- Exercise directions: Once the line with "U/hr. Set by" is found in the entries below, print it and each following line exactly, stopping after the line with "fn model(&self) ->"; print nothing else.

══ Data records

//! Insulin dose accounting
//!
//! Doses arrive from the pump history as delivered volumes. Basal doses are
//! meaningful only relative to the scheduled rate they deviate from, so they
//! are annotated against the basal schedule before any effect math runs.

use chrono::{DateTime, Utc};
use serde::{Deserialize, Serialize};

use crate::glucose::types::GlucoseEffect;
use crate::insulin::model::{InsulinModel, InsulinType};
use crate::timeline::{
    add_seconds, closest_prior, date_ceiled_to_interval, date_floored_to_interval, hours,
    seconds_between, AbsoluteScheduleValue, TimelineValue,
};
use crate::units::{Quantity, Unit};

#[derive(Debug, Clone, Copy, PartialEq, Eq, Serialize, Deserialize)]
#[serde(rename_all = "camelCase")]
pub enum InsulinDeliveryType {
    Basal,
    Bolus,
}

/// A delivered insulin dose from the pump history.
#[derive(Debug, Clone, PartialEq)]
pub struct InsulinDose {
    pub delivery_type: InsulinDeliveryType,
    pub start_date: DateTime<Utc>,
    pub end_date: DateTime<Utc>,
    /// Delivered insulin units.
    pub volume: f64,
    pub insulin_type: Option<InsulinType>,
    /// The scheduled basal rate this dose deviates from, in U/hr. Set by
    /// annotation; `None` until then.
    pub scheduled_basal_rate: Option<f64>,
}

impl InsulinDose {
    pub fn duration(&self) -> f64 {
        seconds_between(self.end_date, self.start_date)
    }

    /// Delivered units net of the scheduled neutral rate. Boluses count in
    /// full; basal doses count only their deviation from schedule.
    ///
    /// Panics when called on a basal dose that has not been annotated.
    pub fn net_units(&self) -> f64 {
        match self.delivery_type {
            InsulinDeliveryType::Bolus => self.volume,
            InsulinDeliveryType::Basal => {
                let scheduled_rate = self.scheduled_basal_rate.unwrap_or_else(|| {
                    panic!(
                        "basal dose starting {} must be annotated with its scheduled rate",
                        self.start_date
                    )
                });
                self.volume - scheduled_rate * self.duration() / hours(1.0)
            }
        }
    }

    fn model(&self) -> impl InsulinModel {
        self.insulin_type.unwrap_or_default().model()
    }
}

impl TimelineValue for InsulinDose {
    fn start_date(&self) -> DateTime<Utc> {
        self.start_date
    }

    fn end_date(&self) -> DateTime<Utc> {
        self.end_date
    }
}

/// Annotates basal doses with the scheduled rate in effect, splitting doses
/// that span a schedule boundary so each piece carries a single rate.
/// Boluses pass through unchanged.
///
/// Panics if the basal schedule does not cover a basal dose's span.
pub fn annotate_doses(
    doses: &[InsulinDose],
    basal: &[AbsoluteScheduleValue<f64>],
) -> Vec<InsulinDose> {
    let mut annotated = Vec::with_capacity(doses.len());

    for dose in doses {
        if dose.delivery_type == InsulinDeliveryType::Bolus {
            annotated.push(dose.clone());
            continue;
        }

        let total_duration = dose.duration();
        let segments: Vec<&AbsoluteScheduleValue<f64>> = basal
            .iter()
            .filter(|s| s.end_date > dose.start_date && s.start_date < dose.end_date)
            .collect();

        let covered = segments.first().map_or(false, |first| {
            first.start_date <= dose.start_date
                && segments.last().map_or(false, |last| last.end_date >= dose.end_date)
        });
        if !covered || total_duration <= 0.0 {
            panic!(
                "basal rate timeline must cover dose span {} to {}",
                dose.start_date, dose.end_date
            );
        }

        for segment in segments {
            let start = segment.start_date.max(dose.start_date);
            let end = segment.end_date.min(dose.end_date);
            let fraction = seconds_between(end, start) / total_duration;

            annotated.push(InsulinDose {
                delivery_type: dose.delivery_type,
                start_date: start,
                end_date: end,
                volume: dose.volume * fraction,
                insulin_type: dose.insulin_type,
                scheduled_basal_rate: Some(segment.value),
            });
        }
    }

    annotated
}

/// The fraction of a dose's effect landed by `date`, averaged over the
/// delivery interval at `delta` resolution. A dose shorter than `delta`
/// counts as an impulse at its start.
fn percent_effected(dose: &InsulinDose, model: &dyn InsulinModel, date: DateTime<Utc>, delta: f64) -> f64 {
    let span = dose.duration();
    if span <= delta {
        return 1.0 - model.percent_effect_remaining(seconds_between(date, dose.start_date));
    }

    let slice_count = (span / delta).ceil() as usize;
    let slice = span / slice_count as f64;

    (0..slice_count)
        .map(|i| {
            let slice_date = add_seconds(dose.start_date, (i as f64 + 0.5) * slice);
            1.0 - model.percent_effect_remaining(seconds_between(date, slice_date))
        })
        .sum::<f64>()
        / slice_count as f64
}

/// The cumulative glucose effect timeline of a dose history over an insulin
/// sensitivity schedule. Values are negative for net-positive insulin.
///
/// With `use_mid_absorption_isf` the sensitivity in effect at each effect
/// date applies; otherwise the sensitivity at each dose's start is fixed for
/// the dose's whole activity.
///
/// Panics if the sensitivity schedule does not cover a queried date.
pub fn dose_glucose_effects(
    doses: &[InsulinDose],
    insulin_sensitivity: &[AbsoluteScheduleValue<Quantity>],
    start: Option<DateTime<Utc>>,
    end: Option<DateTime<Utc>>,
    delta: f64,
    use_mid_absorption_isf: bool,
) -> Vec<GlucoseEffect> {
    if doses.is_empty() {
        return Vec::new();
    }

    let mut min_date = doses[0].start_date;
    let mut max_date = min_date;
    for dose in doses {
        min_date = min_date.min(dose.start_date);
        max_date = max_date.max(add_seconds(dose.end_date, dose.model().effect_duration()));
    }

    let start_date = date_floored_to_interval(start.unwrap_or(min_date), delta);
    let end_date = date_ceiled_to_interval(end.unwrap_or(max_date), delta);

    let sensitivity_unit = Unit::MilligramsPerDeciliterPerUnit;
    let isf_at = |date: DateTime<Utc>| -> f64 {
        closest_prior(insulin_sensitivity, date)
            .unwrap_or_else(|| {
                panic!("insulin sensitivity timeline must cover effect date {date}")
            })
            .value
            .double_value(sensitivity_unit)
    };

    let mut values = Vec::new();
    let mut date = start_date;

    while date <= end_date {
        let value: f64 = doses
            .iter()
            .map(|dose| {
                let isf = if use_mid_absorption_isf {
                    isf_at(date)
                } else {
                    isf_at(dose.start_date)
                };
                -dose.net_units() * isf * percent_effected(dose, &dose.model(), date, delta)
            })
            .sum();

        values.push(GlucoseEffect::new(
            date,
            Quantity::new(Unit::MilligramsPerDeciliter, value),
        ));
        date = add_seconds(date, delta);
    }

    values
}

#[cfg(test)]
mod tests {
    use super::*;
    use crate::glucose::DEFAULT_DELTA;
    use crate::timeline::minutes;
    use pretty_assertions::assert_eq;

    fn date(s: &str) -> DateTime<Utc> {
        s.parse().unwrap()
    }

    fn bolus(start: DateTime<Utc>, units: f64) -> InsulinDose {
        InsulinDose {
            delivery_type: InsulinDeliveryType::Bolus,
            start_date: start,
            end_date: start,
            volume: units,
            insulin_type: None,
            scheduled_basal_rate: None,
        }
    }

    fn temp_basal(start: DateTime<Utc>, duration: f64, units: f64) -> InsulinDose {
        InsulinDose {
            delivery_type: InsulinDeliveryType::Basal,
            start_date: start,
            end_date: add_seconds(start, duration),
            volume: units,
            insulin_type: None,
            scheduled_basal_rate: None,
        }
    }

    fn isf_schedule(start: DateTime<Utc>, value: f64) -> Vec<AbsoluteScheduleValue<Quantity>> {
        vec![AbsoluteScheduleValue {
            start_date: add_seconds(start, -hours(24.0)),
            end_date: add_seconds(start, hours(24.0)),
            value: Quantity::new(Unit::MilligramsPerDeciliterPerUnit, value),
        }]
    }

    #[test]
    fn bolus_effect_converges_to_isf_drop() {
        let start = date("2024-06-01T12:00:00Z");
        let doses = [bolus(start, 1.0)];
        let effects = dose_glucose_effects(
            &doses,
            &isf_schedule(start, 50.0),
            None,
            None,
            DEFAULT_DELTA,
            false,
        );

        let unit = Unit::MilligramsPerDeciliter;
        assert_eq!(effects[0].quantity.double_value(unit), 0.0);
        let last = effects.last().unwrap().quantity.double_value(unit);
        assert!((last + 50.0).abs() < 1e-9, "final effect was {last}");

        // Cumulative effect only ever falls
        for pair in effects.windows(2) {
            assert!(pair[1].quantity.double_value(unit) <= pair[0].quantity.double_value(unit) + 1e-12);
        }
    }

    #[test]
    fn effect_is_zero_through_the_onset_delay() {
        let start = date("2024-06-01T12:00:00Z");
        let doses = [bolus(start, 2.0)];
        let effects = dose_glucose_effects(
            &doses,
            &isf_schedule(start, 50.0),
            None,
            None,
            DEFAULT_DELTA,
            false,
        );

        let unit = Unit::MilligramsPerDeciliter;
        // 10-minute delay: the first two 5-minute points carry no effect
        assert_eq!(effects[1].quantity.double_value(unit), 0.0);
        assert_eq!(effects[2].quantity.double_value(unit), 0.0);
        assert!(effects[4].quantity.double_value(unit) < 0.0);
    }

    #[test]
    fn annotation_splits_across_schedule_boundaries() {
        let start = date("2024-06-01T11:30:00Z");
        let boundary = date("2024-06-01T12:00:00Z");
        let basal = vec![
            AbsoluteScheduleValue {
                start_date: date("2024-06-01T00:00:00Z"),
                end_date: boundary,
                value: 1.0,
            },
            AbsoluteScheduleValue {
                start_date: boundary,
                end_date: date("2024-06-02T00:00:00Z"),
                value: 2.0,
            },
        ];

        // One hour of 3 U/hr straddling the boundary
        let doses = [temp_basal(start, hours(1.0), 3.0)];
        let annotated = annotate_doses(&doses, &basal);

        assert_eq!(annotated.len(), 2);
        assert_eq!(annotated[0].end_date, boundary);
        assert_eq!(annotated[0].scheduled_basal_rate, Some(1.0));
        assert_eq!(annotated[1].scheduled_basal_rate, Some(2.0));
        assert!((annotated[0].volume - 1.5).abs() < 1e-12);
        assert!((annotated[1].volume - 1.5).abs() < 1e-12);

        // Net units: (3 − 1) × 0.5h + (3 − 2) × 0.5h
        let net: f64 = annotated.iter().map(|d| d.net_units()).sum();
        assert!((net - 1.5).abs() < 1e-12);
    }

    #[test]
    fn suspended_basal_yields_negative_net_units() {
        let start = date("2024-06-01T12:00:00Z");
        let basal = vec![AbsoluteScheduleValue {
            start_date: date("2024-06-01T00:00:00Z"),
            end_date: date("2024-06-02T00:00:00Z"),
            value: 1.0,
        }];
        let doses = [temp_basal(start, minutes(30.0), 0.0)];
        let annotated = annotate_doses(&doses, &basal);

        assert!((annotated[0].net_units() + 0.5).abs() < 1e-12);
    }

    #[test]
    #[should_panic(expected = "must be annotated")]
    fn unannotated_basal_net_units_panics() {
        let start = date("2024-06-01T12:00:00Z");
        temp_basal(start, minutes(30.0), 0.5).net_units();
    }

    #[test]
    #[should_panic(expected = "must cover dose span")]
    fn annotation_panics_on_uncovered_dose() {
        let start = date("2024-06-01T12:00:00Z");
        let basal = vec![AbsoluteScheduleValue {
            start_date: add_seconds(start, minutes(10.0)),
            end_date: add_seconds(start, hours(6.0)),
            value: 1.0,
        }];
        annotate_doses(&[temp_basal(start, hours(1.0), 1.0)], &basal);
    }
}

════
══ Data records

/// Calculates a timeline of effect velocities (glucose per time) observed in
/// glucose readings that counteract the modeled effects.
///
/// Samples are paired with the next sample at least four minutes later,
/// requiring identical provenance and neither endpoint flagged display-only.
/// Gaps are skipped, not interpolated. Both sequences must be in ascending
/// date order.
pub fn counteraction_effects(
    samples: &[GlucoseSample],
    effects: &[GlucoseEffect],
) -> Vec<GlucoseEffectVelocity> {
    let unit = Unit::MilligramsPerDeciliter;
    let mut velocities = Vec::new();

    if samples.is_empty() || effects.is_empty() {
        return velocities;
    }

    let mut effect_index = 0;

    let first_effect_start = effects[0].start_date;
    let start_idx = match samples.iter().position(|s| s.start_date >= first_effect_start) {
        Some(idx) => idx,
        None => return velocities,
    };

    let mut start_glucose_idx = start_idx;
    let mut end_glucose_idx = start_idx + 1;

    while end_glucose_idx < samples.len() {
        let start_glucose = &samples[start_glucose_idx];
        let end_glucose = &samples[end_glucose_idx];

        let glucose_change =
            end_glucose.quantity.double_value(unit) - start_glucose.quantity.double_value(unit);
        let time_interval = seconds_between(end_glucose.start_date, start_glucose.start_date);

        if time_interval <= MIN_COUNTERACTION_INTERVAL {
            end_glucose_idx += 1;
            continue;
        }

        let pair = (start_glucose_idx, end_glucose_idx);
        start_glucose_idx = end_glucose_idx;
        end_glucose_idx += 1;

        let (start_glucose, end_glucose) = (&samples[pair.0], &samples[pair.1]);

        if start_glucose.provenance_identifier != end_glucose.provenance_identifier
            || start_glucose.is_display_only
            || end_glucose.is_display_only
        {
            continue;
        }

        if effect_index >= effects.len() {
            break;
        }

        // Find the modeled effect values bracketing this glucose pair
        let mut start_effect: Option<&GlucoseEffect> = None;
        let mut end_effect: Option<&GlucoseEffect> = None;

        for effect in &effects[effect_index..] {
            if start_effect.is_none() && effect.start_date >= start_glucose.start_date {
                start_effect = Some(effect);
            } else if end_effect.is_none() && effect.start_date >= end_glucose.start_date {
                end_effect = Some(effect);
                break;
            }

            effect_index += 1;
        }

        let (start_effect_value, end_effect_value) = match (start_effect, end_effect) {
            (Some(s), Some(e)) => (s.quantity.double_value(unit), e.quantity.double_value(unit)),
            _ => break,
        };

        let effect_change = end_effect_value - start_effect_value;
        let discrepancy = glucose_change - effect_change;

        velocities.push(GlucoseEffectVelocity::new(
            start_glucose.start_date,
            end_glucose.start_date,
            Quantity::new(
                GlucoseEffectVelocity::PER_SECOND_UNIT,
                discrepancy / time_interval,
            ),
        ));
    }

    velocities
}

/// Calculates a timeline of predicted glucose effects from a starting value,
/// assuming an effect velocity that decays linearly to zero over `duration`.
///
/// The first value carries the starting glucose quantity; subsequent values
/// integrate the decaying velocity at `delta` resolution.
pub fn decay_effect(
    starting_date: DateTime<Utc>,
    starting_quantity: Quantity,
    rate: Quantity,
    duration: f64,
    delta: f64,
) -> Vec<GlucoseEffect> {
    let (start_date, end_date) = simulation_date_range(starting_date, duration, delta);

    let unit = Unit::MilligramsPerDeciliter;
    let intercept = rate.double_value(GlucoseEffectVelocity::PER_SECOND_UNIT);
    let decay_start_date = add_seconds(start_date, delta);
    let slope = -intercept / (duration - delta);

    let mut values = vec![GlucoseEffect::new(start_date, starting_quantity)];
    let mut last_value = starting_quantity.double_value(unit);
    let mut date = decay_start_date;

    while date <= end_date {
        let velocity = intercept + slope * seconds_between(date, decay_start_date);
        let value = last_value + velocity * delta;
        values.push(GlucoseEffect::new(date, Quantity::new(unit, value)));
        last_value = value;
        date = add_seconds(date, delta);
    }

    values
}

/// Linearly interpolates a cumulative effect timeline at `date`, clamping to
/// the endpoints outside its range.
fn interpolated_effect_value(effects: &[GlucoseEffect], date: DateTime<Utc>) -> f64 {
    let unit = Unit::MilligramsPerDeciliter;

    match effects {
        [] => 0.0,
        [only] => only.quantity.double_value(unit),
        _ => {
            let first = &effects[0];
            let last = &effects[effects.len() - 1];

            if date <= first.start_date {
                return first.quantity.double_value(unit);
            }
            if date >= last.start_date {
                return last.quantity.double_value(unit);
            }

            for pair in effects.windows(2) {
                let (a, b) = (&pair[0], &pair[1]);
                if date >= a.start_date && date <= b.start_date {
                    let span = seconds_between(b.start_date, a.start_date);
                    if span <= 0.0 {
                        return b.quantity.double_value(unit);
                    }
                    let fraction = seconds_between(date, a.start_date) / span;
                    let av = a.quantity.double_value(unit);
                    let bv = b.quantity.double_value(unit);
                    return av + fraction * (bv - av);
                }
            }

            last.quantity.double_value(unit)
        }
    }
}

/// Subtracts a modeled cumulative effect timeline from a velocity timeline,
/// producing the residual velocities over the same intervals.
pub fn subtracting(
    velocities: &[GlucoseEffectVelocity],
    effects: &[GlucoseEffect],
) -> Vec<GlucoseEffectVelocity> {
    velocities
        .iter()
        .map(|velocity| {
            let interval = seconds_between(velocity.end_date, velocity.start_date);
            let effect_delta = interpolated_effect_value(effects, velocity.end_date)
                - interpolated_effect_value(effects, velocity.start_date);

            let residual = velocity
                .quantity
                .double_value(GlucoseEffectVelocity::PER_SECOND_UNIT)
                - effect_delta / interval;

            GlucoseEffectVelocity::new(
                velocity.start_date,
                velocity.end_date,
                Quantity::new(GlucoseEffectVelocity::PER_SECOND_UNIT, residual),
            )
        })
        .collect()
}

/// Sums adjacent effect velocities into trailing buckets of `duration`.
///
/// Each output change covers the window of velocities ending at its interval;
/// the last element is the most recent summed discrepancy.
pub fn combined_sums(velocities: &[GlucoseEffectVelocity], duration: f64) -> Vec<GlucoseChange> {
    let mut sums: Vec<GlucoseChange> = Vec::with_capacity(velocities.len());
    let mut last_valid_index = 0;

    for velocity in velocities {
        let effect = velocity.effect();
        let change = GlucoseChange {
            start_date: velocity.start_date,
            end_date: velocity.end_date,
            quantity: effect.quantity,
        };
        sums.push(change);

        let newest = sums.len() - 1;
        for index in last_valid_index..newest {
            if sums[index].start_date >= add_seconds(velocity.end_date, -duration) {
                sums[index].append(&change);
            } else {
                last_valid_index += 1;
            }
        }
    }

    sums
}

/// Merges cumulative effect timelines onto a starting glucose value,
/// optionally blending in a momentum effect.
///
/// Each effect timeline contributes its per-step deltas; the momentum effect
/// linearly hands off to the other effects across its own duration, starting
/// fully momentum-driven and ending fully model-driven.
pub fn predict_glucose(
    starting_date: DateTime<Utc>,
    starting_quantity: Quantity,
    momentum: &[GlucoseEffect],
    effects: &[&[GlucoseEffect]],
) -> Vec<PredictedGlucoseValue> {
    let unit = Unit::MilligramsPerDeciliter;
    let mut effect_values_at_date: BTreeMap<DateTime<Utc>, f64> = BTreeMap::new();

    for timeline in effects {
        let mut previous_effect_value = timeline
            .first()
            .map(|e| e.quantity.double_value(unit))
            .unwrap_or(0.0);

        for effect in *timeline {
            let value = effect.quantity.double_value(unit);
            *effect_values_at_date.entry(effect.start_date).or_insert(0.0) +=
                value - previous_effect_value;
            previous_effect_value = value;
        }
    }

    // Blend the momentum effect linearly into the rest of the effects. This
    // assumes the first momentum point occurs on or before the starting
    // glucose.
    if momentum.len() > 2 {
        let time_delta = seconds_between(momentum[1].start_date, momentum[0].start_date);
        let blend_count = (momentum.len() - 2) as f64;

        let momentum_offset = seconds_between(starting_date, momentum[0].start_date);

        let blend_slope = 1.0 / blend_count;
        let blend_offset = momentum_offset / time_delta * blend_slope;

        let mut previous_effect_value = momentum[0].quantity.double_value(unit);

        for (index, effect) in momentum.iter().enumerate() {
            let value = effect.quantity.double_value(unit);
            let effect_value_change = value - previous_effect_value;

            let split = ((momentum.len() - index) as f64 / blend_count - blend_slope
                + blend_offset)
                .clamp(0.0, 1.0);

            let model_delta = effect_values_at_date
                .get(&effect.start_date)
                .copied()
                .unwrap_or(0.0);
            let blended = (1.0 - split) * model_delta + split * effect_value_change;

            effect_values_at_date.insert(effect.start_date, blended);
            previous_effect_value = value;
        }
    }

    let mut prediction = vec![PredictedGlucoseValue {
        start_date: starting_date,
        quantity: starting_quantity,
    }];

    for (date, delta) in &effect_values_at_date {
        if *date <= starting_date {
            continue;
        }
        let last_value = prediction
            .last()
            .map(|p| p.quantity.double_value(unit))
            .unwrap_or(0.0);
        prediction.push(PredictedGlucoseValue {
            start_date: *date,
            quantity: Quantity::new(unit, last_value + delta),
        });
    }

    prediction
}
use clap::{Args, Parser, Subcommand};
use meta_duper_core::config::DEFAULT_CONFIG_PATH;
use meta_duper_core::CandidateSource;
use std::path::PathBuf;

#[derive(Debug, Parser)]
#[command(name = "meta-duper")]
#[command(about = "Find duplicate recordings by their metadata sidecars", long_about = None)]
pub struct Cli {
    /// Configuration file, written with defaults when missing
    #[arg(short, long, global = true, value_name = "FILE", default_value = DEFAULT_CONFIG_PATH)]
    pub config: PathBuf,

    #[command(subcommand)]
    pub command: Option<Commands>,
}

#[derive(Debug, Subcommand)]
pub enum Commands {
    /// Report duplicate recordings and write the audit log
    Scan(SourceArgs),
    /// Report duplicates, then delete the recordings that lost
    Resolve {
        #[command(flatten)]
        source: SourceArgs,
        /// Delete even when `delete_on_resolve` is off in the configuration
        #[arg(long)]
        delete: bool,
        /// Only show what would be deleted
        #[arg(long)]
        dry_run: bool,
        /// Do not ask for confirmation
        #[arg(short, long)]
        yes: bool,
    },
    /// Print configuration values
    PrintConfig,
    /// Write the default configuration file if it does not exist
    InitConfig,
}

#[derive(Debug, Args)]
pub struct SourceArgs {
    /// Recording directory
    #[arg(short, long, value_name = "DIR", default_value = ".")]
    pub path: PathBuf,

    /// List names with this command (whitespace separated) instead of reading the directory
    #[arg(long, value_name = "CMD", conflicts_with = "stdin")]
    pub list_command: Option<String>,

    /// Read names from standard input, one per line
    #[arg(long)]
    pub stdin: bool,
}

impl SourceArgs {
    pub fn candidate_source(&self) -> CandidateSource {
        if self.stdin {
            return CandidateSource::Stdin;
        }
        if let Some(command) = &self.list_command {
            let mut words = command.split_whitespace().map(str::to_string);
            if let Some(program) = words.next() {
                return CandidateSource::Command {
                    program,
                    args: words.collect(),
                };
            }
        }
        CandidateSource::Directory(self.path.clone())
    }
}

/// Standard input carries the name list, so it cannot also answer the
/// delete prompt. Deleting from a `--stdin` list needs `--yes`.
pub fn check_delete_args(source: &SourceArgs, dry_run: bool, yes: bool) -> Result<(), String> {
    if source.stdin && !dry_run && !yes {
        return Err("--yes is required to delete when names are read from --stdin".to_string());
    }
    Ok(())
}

════

- Expected output:
    /// The scheduled basal rate this dose deviates from, in U/hr. Set by
    /// annotation; `None` until then.
    pub scheduled_basal_rate: Option<f64>,
}

impl InsulinDose {
    pub fn duration(&self) -> f64 {
        seconds_between(self.end_date, self.start_date)
    }

    /// Delivered units net of the scheduled neutral rate. Boluses count in
    /// full; basal doses count only their deviation from schedule.
    ///
    /// Panics when called on a basal dose that has not been annotated.
    pub fn net_units(&self) -> f64 {
        match self.delivery_type {
            InsulinDeliveryType::Bolus => self.volume,
            InsulinDeliveryType::Basal => {
                let scheduled_rate = self.scheduled_basal_rate.unwrap_or_else(|| {
                    panic!(
                        "basal dose starting {} must be annotated with its scheduled rate",
                        self.start_date
                    )
                });
                self.volume - scheduled_rate * self.duration() / hours(1.0)
            }
        }
    }

    fn model(&self) -> impl InsulinModel {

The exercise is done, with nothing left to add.